Gasoline prices, which have stoked inflation worries, peaked at $3.984 per gallon in the third week of the month, compared with $3.676 per gallon during the same period in July.

"There was the expectation that we were going to see the rise (in) headline number because of oil and gas prices and sure enough, that was spot on to expectations," said Victoria Fernandez, chief market strategist at Crossmark Global Investment.

"I don't think the Fed wants to throw a shock and do a 25-basis-point hike when the expectations are that they won't, but rate hikes are not completely off the table for the rest of the year."
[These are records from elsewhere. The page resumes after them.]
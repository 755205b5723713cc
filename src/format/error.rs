//! Error types for annotation file operations.

use std::path::PathBuf;
use thiserror::Error;

/// Errors that can occur while reading or writing annotation files.
#[derive(Error, Debug)]
pub enum FormatError {
    /// I/O error during file operations
    #[error("IO error: {0}")]
    Io(#[from] std::io::Error),

    /// JSON parsing or serialization error
    #[error("JSON error: {0}")]
    Json(#[from] serde_json::Error),

    /// The document parsed as JSON but matches no known annotation layout
    #[error("Invalid format: {message}")]
    InvalidFormat {
        /// Description of the format error
        message: String,
    },

    /// Writing the annotation failed at a specific path
    #[error("Failed to write annotation {path:?}: {source}")]
    Write {
        /// Target annotation path
        path: PathBuf,
        /// Underlying I/O error
        source: std::io::Error,
    },
}

impl FormatError {
    /// Create an invalid format error with a message.
    pub fn invalid_format(message: impl Into<String>) -> Self {
        Self::InvalidFormat {
            message: message.into(),
        }
    }
}
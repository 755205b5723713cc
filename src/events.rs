//! Change notifications emitted by the workspace.
//!
//! A UI layer registers listeners with [`Workspace::subscribe`](crate::workspace::Workspace::subscribe)
//! and redraws or updates its widgets when they fire. Listeners are called
//! synchronously, in registration order, after the state change is complete.

use std::fmt;
use std::path::PathBuf;

/// Something observable changed in the workspace.
#[derive(Debug, Clone, PartialEq)]
pub enum WorkspaceEvent {
    /// A new image and its pose record became current
    ImageLoaded { index: usize, path: PathBuf },
    /// The selected keypoint changed
    SelectionChanged(Option<usize>),
    /// Undo/redo availability may have changed
    HistoryChanged { can_undo: bool, can_redo: bool },
    /// An image was moved into `ignore/<category>/`
    ImageTriaged { file_name: String, category: String },
    /// An image could not be decoded; `routed` tells whether it reached the corrupted bucket
    ImageCorrupted { path: PathBuf, routed: bool },
    /// No images remain in the working list
    WorkspaceEmptied,
    /// The current annotation was written
    Saved { path: PathBuf },
}

type Listener = Box<dyn FnMut(&WorkspaceEvent)>;

/// Registered event listeners.
#[derive(Default)]
pub struct EventListeners {
    listeners: Vec<Listener>,
}

impl EventListeners {
    pub fn new() -> Self {
        Self::default()
    }

    /// Register a listener for every future event.
    pub fn subscribe<F>(&mut self, listener: F)
    where
        F: FnMut(&WorkspaceEvent) + 'static,
    {
        self.listeners.push(Box::new(listener));
    }

    /// Deliver an event to every listener.
    pub fn emit(&mut self, event: &WorkspaceEvent) {
        log::trace!("Event: {:?}", event);
        for listener in &mut self.listeners {
            listener(event);
        }
    }

    pub fn len(&self) -> usize {
        self.listeners.len()
    }

    pub fn is_empty(&self) -> bool {
        self.listeners.is_empty()
    }
}

impl fmt::Debug for EventListeners {
    fn fmt(&self, f: &mut fmt::Formatter<'_>) -> fmt::Result {
        f.debug_struct("EventListeners")
            .field("count", &self.listeners.len())
            .finish()
    }
}
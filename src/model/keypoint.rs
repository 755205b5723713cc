//! Keypoint data model for the fixed 17-landmark body skeleton.

use crate::constants::REAL_DATA_THRESHOLD;

/// Number of keypoints in every pose record.
pub const KEYPOINT_COUNT: usize = 17;

/// Landmark names in their fixed, order-significant positions.
pub const KEYPOINT_NAMES: [&str; KEYPOINT_COUNT] = [
    "nose",
    "left_eye",
    "right_eye",
    "left_ear",
    "right_ear",
    "left_shoulder",
    "right_shoulder",
    "left_elbow",
    "right_elbow",
    "left_wrist",
    "right_wrist",
    "left_hip",
    "right_hip",
    "left_knee",
    "right_knee",
    "left_ankle",
    "right_ankle",
];

/// Limb connections between keypoint indices, for skeleton rendering.
pub const SKELETON: [(usize, usize); 16] = [
    (0, 1),
    (0, 2),
    (1, 3),
    (2, 4),
    (5, 6),
    (5, 7),
    (7, 9),
    (6, 8),
    (8, 10),
    (5, 11),
    (6, 12),
    (11, 12),
    (11, 13),
    (13, 15),
    (12, 14),
    (14, 16),
];

/// Two-way visibility of a keypoint.
#[derive(Debug, Clone, Copy, PartialEq, Eq, Hash, Default)]
pub enum Visibility {
    #[default]
    Occluded,
    Visible,
}

impl Visibility {
    /// Decode a stored visibility value. Only `1` means visible; `0` and the
    /// legacy "partially occluded" `2` both collapse to occluded.
    pub fn from_raw(value: i64) -> Self {
        if value == 1 {
            Visibility::Visible
        } else {
            Visibility::Occluded
        }
    }

    /// The value written to annotation files.
    pub fn as_raw(self) -> u8 {
        match self {
            Visibility::Occluded => 0,
            Visibility::Visible => 1,
        }
    }

    pub fn toggled(self) -> Self {
        match self {
            Visibility::Occluded => Visibility::Visible,
            Visibility::Visible => Visibility::Occluded,
        }
    }
}

/// The editable part of a keypoint, used as an undo snapshot.
#[derive(Debug, Clone, Copy, PartialEq, Default)]
pub struct KeypointState {
    pub x: f64,
    pub y: f64,
    pub visibility: Visibility,
}

impl KeypointState {
    pub fn new(x: f64, y: f64, visibility: Visibility) -> Self {
        Self { x, y, visibility }
    }
}

/// A named 2D landmark. The name is fixed by position and never edited.
#[derive(Debug, Clone, PartialEq)]
pub struct Keypoint {
    name: &'static str,
    pub x: f64,
    pub y: f64,
    pub visibility: Visibility,
}

impl Keypoint {
    /// Create the default (origin, occluded) keypoint for a slot.
    pub(crate) fn at_slot(index: usize) -> Self {
        Self {
            name: KEYPOINT_NAMES[index],
            x: 0.0,
            y: 0.0,
            visibility: Visibility::Occluded,
        }
    }

    pub fn name(&self) -> &'static str {
        self.name
    }

    pub fn state(&self) -> KeypointState {
        KeypointState::new(self.x, self.y, self.visibility)
    }

    pub fn apply(&mut self, state: KeypointState) {
        self.x = state.x;
        self.y = state.y;
        self.visibility = state.visibility;
    }

    /// Whether both coordinates are above the "never annotated" threshold.
    pub fn has_real_data(&self) -> bool {
        self.x > REAL_DATA_THRESHOLD && self.y > REAL_DATA_THRESHOLD
    }
}
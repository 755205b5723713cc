//! poseedit - Pose Keypoint Annotation Workspace
//!
//! The engine behind a keypoint correction and triage tool. It maps between
//! image and view coordinates, resolves pointer input to keypoint edits with
//! undo/redo, gates navigation on per-image scores, and keeps a project
//! directory of images, annotations and ignore buckets in order.
//!
//! A UI layer drives a [`Workspace`] and renders from its read-only
//! projections; see [`events`] for change notifications.

pub mod config;
pub mod constants;
pub mod error;
pub mod events;
pub mod format;
pub mod model;
pub mod project;
pub mod undo;
pub mod workspace;
pub mod zoom_math;

pub use config::AppConfig;
pub use error::WorkspaceError;
pub use events::WorkspaceEvent;
pub use model::{PoseRecord, ScoreKind, Visibility};
pub use project::{FlatLayoutChoice, ProjectStore};
pub use workspace::{Workspace, WorkspaceOptions, WorkspaceState};
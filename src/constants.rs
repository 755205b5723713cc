//! Global constants for the pose editing workspace

/// Subdirectory holding the original images in a structured project
pub const DIR_IMAGES: &str = "images";

/// Subdirectory holding one annotation JSON per image
pub const DIR_ANNOTATIONS: &str = "annotations";

/// Subdirectory holding inpainting reference images
pub const DIR_INPAINTING: &str = "inpainting";

/// Subdirectory holding triaged images, one folder per category
pub const DIR_IGNORE: &str = "ignore";

/// Project metadata file at the project root
pub const META_FILE: &str = "meta.json";

/// Extension of annotation files
pub const ANNOTATION_EXTENSION: &str = "json";

/// Image extensions scanned in the images directory
pub const IMAGE_EXTENSIONS: &[&str] = &["jpg", "jpeg", "png", "bmp", "tiff"];

/// Extensions accepted for inpainting references (images plus webp)
pub const INPAINT_EXTENSIONS: &[&str] = &["jpg", "jpeg", "png", "bmp", "tiff", "webp"];

/// Number of entries kept in `open_history`
pub const OPEN_HISTORY_LIMIT: usize = 50;

/// Category used when an image cannot be decoded
pub const CORRUPTED_CATEGORY: &str = "corrupted";

/// Reason recorded in the annotation of an undecodable image
pub const CORRUPTED_REASON: &str = "corrupted: image could not be decoded";

/// Category used together with a free-text reason
pub const OTHER_CATEGORY: &str = "other";

/// Preset ignore categories offered by the UI
pub const DEFAULT_IGNORE_CATEGORIES: &[&str] = &[
    "aesthetics",
    "hard_to_complete",
    "background_distortion",
    "bad_proportions",
    "blur",
];

/// Confidence above which a keypoint without explicit visibility is visible
pub const SCORE_VISIBLE_THRESHOLD: f64 = 0.3;

/// Coordinates at or below this value count as "never annotated"
pub const REAL_DATA_THRESHOLD: f64 = 1.0;

/// Manhattan radius (view pixels) for keypoint hit testing
pub const DEFAULT_HIT_RADIUS: f64 = 10.0;

/// Lowest allowed view scale
pub const MIN_SCALE: f64 = 0.1;

/// Highest allowed view scale
pub const MAX_SCALE: f64 = 20.0;

/// Zoom factor for one wheel step forward
pub const ZOOM_IN_FACTOR: f64 = 1.1;

/// Zoom factor for one wheel step backward
pub const ZOOM_OUT_FACTOR: f64 = 0.9;

/// Margin applied when fitting the whole image into the viewport
pub const FIT_MARGIN: f64 = 0.9;

/// Padding added around the pose box, as a fraction of its extent
pub const FOCUS_PADDING: f64 = 0.5;

/// Upper bound on the scale chosen by pose focusing
pub const FOCUS_MAX_SCALE: f64 = 5.0;

/// Pose boxes narrower or shorter than this fall back to fit-to-window
pub const FOCUS_MIN_EXTENT: f64 = 10.0;

/// Lowest valid score value
pub const SCORE_MIN: i32 = 0;

/// Highest valid score value
pub const SCORE_MAX: i32 = 5;

/// Sentinel for "not scored yet"
pub const UNSCORED: i32 = -1;
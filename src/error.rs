//! Errors surfaced by workspace operations.

use std::path::PathBuf;

use thiserror::Error;

use crate::model::{InvalidScore, ScoreKind};
use crate::project::ProjectError;

/// Errors reported to the UI layer.
///
/// Every variant leaves the workspace state as it was before the call,
/// except [`WorkspaceError::TriageMoveFailed`], where the recorded reason
/// has already been written.
#[derive(Error, Debug)]
pub enum WorkspaceError {
    /// Forward navigation refused until the listed scores are set
    #[error("Cannot continue: missing {}", missing_list(.missing))]
    ValidationBlocked { missing: Vec<ScoreKind> },

    /// The operation needs a current image
    #[error("No image loaded")]
    NoImageLoaded,

    /// Already at the last image
    #[error("Already at the last image")]
    AtLastImage,

    /// Already at the first image
    #[error("Already at the first image")]
    AtFirstImage,

    /// No active, incompletely scored image after the current one
    #[error("No remaining images need work")]
    NothingLeft,

    /// Keypoint coordinates must be finite numbers
    #[error("Keypoint coordinates ({x}, {y}) are not finite")]
    NonFiniteCoordinate { x: f64, y: f64 },

    /// Keypoint index outside the fixed schema
    #[error("Keypoint index {0} is out of range")]
    KeypointOutOfRange(usize),

    /// Score value outside `-1..=5`
    #[error(transparent)]
    InvalidScore(#[from] InvalidScore),

    /// Category is empty or not a single path component
    #[error("Invalid ignore category {0:?}")]
    InvalidCategory(String),

    /// Writing the annotation before a triage failed; nothing was moved
    #[error("Could not record triage for {image:?}: {source}")]
    TriageWriteFailed {
        image: PathBuf,
        #[source]
        source: ProjectError,
    },

    /// The reason was recorded but the image could not be moved
    #[error("Recorded triage for {image:?} but could not move it: {source}")]
    TriageMoveFailed {
        image: PathBuf,
        #[source]
        source: ProjectError,
    },

    /// Project filesystem or metadata error
    #[error(transparent)]
    Project(#[from] ProjectError),
}

fn missing_list(missing: &[ScoreKind]) -> String {
    missing
        .iter()
        .map(ScoreKind::label)
        .collect::<Vec<_>>()
        .join(", ")
}
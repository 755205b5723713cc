//! Annotation file format.
//!
//! One JSON file per image, holding a single-element array that wraps one
//! COCO-flavored pose object:
//!
//! ```json
//! [{
//!   "id": 0,
//!   "keypoints": [[x, y], ...],
//!   "scores": [0.9, ...],
//!   "visibility": [1, 0, ...],
//!   "novelty": -1,
//!   "environment_interaction": -1,
//!   "person_fit": -1,
//!   "skip_reason": ""
//! }]
//! ```
//!
//! ## Accepted on read
//!
//! - **CocoArray**: the array-wrapped form above (what we write)
//! - **CocoObject**: the same object without the array wrapper
//! - **LegacyDict**: `{"keypoints": [{"name", "x", "y", "visibility"}, ...]}`
//!   with 3-way visibility collapsed to occluded/visible

mod annotation;
mod error;

#[cfg(test)]
mod tests;

pub use annotation::{
    AnnotationFormat, detect_format, parse_annotation, parse_value, read_annotation_file,
    serialize_annotation, write_annotation_file,
};
pub(crate) use annotation::write_atomic;
pub use error::FormatError;
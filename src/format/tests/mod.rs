//! Unit tests for the annotation file format.
//!
//! These tests cover layout detection, reading every accepted layout, and
//! write/read round trips through real files.

mod legacy_tests;
mod roundtrip_tests;
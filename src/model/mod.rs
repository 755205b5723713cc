//! Data models for pose annotation.

mod keypoint;
mod pose;

pub use keypoint::{KEYPOINT_COUNT, KEYPOINT_NAMES, Keypoint, KeypointState, SKELETON, Visibility};
pub use pose::{InvalidScore, PoseRecord, ScoreKind, is_valid_score};
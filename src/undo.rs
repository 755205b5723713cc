//! Undo/Redo history for keypoint edits.
//!
//! There is exactly one kind of reversible edit: one keypoint moving from a
//! `before` state to an `after` state. History is unbounded for the lifetime
//! of one image and cleared wholesale when another image is loaded.

use crate::model::{KeypointState, PoseRecord};

// ============================================================================
// Edit Record
// ============================================================================

/// An immutable record of one keypoint change.
#[derive(Debug, Clone, Copy, PartialEq)]
pub struct KeypointEdit {
    keypoint_index: usize,
    before: KeypointState,
    after: KeypointState,
}

impl KeypointEdit {
    pub fn new(keypoint_index: usize, before: KeypointState, after: KeypointState) -> Self {
        Self {
            keypoint_index,
            before,
            after,
        }
    }

    pub fn keypoint_index(&self) -> usize {
        self.keypoint_index
    }

    pub fn before(&self) -> KeypointState {
        self.before
    }

    pub fn after(&self) -> KeypointState {
        self.after
    }

    /// Whether applying this edit changes nothing.
    pub fn is_noop(&self) -> bool {
        self.before == self.after
    }

    /// Get a human-readable description of this edit
    pub fn description(&self) -> String {
        if self.before.visibility != self.after.visibility
            && self.before.x == self.after.x
            && self.before.y == self.after.y
        {
            format!("Change visibility of keypoint {}", self.keypoint_index)
        } else {
            format!("Move keypoint {}", self.keypoint_index)
        }
    }
}

// ============================================================================
// Undo Stack
// ============================================================================

/// The undo/redo history stack.
///
/// Maintains two stacks:
/// - `undo_stack`: Edits that can be undone (most recent at the end)
/// - `redo_stack`: Edits that can be redone (most recent at the end)
///
/// Pushing a new edit clears the redo stack. Undo moves an edit from
/// `undo_stack` to `redo_stack`; redo moves it back.
#[derive(Debug, Clone, Default)]
pub struct UndoStack {
    undo_stack: Vec<KeypointEdit>,
    redo_stack: Vec<KeypointEdit>,
}

impl UndoStack {
    /// Create a new empty undo stack
    pub fn new() -> Self {
        Self::default()
    }

    /// Record an edit that has already been applied.
    ///
    /// Zero-delta edits are dropped and leave the redo stack intact.
    /// Returns whether the edit was recorded.
    pub fn push(&mut self, edit: KeypointEdit) -> bool {
        if edit.is_noop() {
            log::trace!("Undo: ignored no-op edit on keypoint {}", edit.keypoint_index);
            return false;
        }
        log::debug!("📝 Undo: pushed '{}'", edit.description());
        self.undo_stack.push(edit);
        self.redo_stack.clear();
        true
    }

    /// Check if undo is available
    pub fn can_undo(&self) -> bool {
        !self.undo_stack.is_empty()
    }

    /// Check if redo is available
    pub fn can_redo(&self) -> bool {
        !self.redo_stack.is_empty()
    }

    /// Pop the newest edit for undoing; it moves to the redo stack.
    pub fn pop_undo(&mut self) -> Option<KeypointEdit> {
        let edit = self.undo_stack.pop()?;
        log::debug!("⏪ Undo: '{}'", edit.description());
        self.redo_stack.push(edit);
        Some(edit)
    }

    /// Pop the newest undone edit for redoing; it moves back to the undo stack.
    pub fn pop_redo(&mut self) -> Option<KeypointEdit> {
        let edit = self.redo_stack.pop()?;
        log::debug!("⏩ Redo: '{}'", edit.description());
        self.undo_stack.push(edit);
        Some(edit)
    }

    /// Get the description of the edit that would be undone
    pub fn undo_description(&self) -> Option<String> {
        self.undo_stack.last().map(KeypointEdit::description)
    }

    /// Get the description of the edit that would be redone
    pub fn redo_description(&self) -> Option<String> {
        self.redo_stack.last().map(KeypointEdit::description)
    }

    /// Clear all history
    pub fn clear(&mut self) {
        self.undo_stack.clear();
        self.redo_stack.clear();
        log::debug!("🗑️ Undo history cleared");
    }

    pub fn undo_count(&self) -> usize {
        self.undo_stack.len()
    }

    pub fn redo_count(&self) -> usize {
        self.redo_stack.len()
    }
}

// ============================================================================
// Undo/Redo Execution
// ============================================================================

/// Undo the newest edit by restoring its `before` state on the pose.
/// Returns false if there was nothing to undo.
pub fn undo_command(stack: &mut UndoStack, pose: &mut PoseRecord) -> bool {
    let Some(edit) = stack.pop_undo() else {
        return false;
    };
    pose.set_keypoint_state(edit.keypoint_index, edit.before);
    true
}

/// Redo the newest undone edit by re-applying its `after` state.
/// Returns false if there was nothing to redo.
pub fn redo_command(stack: &mut UndoStack, pose: &mut PoseRecord) -> bool {
    let Some(edit) = stack.pop_redo() else {
        return false;
    };
    pose.set_keypoint_state(edit.keypoint_index, edit.after);
    true
}

// ============================================================================
// Tests
// ============================================================================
Traders see a 97% chance of the Fed holding rates in September, but a 61% likelihood of a pause in November, according to the CME FedWatch Tool.

Stickiness in services inflation has kept alive prospects of a November hike.

The Fed is likely to cut rates only from April-June next year, a Reuters poll showed.

Investors will now shift focus to August producer prices and retail sales data on Thursday ahead of the Fed's Sept. 20 policy decision.

At 12:22 a.m. ET, the Dow Jones Industrial Average was up 75.00 points, or 0.22%, at 34,720.99, the S&P 500 was up 14.57 points, or 0.33%, at 4,476.47, and the Nasdaq Composite was up 68.08 points, or 0.49%, at 13,841.70.

Citigroup rose 1.6% after CEO Jane Fraser announced a major management re-organization that will result in more job cuts and give her greater direct oversight over the company as she seeks to simplify its structure.

U.S.-listed shares of Chinese electric-vehicle makers Nio and Xpeng fell 1.9% and 3.7%, respectively, after the European Commission started an investigation to assess whether their vehicles warrant punitive tariffs.

Sprit Airlines lost 2.5% as the low-cost carrier cut its third-quarter revenue outlook to reflect rising fuel prices.

Moderna gained 3.2% after the drugmaker said its flu vaccine mRNA-1010 met the primary goal in a late-stage trial. The firm also announced it was scaling down manufacturing of its COVID-19 vaccine.

Declining issues outnumbered advancers by a 1.28-to-1 ratio on the NYSE and by a 1.19-to-1 ratio on the Nasdaq.

The S&P index recorded nine new 52-week highs and the same number of new lows, while the Nasdaq recorded 14 new highs and 131 new lows.